▶ [Required work]:
Copy out each line of the material in which the word "SharedBuffer" appears.

▶ [Input]:
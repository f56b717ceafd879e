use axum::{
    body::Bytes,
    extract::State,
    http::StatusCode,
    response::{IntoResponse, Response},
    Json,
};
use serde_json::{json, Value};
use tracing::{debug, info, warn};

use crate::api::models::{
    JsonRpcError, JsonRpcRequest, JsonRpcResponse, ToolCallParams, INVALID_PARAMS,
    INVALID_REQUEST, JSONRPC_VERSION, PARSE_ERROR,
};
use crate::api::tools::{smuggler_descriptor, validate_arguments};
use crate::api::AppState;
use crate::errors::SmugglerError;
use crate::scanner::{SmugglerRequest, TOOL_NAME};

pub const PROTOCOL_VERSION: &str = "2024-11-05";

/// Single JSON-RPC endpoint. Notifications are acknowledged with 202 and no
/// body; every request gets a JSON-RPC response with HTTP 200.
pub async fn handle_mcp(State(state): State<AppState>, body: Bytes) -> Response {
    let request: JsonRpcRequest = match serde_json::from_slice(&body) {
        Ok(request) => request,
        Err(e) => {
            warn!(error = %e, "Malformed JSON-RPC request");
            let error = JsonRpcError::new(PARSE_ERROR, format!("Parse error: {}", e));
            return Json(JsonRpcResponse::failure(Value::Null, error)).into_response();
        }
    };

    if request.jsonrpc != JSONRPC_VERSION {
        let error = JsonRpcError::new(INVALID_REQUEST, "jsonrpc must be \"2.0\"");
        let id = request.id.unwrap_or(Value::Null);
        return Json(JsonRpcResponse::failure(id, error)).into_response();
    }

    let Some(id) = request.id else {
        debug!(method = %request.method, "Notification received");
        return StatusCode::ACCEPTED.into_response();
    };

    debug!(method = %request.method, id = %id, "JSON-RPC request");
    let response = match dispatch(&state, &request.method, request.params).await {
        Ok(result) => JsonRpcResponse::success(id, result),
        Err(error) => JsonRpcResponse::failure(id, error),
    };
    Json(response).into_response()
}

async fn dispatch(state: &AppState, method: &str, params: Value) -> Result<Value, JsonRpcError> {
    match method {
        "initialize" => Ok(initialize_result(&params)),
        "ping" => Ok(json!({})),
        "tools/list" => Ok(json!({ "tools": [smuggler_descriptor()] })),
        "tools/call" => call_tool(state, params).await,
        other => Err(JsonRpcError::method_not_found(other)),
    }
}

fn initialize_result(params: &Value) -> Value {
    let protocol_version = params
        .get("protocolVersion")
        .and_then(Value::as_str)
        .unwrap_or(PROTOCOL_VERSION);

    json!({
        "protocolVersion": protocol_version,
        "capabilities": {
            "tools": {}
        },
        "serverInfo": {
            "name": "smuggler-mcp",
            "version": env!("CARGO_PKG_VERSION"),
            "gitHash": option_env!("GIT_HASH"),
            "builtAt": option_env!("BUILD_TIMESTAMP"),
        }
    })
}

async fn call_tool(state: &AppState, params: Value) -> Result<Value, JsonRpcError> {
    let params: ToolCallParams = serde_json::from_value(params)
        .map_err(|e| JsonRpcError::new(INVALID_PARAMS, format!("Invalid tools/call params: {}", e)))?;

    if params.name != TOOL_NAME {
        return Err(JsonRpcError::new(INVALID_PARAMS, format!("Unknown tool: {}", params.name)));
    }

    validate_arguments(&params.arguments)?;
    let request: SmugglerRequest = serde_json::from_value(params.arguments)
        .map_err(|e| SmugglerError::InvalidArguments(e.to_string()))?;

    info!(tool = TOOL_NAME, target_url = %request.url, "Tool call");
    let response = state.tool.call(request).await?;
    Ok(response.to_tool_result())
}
* * *
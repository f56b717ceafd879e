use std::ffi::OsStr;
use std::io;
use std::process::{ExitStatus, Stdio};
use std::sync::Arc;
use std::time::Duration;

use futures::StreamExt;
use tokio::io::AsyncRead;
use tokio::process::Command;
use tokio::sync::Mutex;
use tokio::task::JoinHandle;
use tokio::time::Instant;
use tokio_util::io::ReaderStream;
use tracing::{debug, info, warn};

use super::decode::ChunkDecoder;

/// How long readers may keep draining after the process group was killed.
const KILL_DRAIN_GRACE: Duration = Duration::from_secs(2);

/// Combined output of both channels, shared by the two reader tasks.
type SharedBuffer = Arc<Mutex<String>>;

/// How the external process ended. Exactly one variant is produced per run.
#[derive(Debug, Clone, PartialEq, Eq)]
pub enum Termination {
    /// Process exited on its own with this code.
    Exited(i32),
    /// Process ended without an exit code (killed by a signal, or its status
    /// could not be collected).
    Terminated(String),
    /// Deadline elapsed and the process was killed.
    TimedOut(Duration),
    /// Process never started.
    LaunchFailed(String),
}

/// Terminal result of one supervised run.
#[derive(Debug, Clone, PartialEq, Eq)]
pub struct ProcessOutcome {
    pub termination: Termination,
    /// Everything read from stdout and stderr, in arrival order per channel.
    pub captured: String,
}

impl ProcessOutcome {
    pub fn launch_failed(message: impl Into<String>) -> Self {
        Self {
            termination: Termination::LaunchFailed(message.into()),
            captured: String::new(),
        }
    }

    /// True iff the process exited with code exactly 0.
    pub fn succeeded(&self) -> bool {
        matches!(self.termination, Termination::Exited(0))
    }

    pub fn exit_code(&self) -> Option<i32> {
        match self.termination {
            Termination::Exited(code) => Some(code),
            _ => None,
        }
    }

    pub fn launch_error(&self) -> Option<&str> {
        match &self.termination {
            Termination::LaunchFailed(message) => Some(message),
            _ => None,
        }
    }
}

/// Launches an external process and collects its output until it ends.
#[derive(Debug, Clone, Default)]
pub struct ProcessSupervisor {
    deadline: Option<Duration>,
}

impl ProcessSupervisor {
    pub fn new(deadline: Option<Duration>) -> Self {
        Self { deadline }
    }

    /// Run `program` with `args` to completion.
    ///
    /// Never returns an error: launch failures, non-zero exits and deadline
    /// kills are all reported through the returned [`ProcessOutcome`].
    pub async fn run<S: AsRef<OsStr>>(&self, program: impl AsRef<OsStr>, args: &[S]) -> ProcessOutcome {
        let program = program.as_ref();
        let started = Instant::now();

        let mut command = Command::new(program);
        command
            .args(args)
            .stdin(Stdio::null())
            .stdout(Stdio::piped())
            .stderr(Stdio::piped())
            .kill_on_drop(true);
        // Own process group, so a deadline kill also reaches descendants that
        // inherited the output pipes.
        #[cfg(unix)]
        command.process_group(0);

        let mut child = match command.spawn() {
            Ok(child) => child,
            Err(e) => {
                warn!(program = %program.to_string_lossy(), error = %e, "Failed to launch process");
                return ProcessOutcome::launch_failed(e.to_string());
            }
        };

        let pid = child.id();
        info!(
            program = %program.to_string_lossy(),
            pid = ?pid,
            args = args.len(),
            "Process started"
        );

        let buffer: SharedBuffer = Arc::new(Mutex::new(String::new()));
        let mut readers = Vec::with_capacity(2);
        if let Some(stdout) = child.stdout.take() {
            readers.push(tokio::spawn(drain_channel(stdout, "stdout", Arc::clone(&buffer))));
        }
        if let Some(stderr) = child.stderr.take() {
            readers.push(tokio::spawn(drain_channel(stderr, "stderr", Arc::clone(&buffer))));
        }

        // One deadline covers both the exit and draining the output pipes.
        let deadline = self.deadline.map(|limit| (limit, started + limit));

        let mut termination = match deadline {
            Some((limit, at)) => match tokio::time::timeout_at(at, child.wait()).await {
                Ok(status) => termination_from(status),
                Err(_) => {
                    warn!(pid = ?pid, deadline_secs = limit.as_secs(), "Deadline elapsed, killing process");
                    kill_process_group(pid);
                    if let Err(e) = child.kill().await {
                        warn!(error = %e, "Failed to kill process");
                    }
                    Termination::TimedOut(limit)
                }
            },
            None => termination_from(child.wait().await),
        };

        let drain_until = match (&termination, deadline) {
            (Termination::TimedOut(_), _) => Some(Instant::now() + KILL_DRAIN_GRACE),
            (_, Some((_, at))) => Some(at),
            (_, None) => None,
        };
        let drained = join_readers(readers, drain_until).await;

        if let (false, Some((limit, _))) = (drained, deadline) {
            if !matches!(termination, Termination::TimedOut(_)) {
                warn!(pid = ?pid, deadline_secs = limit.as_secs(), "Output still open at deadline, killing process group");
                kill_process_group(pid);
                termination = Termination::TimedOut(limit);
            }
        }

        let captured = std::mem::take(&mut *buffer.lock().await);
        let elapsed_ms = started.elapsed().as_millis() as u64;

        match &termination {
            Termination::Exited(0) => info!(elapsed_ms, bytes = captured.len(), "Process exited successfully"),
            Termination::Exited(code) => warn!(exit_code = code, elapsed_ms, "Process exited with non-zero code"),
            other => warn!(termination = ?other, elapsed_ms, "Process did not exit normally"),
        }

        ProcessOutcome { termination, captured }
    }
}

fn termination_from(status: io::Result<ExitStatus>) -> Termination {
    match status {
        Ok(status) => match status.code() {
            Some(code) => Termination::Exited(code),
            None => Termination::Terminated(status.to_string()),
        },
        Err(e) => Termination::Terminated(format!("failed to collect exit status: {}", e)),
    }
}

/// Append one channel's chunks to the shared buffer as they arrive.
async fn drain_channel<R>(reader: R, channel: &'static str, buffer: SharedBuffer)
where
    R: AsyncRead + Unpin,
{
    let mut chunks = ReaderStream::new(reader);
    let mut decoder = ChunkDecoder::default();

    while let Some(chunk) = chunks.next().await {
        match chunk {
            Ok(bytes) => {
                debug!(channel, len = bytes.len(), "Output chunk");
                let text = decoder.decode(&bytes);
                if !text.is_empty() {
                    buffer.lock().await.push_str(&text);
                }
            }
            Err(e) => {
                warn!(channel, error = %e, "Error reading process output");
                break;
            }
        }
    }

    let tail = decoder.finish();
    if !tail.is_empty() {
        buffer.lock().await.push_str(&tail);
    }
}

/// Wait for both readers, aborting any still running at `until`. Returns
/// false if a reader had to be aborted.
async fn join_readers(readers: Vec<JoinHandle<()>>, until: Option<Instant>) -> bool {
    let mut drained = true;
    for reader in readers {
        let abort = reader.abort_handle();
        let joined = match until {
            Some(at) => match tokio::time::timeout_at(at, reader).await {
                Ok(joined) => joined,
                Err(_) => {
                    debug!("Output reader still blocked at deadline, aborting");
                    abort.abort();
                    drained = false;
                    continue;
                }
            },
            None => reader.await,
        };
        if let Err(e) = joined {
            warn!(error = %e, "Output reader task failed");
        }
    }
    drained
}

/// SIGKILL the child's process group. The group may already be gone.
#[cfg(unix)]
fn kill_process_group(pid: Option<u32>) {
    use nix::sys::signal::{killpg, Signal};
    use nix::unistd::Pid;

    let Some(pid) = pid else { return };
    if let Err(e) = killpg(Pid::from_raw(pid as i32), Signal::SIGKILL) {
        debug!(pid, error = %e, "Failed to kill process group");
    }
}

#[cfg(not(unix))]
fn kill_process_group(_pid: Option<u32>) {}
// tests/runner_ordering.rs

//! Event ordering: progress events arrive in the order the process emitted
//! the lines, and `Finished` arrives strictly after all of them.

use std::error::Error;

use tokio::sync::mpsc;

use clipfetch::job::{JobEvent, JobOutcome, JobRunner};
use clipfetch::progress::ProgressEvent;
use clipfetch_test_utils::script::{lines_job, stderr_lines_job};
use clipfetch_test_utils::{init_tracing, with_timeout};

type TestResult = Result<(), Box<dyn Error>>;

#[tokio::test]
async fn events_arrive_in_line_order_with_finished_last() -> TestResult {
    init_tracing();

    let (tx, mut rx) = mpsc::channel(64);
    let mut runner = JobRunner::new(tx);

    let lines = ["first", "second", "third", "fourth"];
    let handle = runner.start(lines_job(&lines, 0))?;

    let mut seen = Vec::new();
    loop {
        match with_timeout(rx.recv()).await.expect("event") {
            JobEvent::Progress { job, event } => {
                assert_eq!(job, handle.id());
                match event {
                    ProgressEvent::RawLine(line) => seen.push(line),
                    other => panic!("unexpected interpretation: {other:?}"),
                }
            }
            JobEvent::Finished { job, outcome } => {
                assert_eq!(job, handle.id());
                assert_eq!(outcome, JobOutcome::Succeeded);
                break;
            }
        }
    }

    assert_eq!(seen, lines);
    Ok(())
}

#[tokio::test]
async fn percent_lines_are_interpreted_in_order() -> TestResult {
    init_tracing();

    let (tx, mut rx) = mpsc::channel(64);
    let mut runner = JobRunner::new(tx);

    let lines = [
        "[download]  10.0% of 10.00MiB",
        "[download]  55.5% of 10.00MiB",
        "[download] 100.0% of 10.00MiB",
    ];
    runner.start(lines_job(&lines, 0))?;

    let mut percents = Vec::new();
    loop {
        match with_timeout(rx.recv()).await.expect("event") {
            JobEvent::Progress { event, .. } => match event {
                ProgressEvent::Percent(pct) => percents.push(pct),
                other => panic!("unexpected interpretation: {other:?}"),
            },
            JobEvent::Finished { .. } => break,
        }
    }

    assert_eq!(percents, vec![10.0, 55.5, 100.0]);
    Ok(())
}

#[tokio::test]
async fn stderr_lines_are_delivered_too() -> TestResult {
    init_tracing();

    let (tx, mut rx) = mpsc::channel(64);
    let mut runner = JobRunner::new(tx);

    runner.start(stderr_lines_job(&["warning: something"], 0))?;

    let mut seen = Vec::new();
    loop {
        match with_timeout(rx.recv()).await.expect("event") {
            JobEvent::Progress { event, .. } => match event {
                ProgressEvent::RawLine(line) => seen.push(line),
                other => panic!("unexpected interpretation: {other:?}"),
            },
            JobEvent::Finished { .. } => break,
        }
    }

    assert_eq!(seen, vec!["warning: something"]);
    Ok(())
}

▶ [Task result]:
type SharedBuffer = Arc<Mutex<String>>;
        let buffer: SharedBuffer = Arc::new(Mutex::new(String::new()));
async fn drain_channel<R>(reader: R, channel: &'static str, buffer: SharedBuffer)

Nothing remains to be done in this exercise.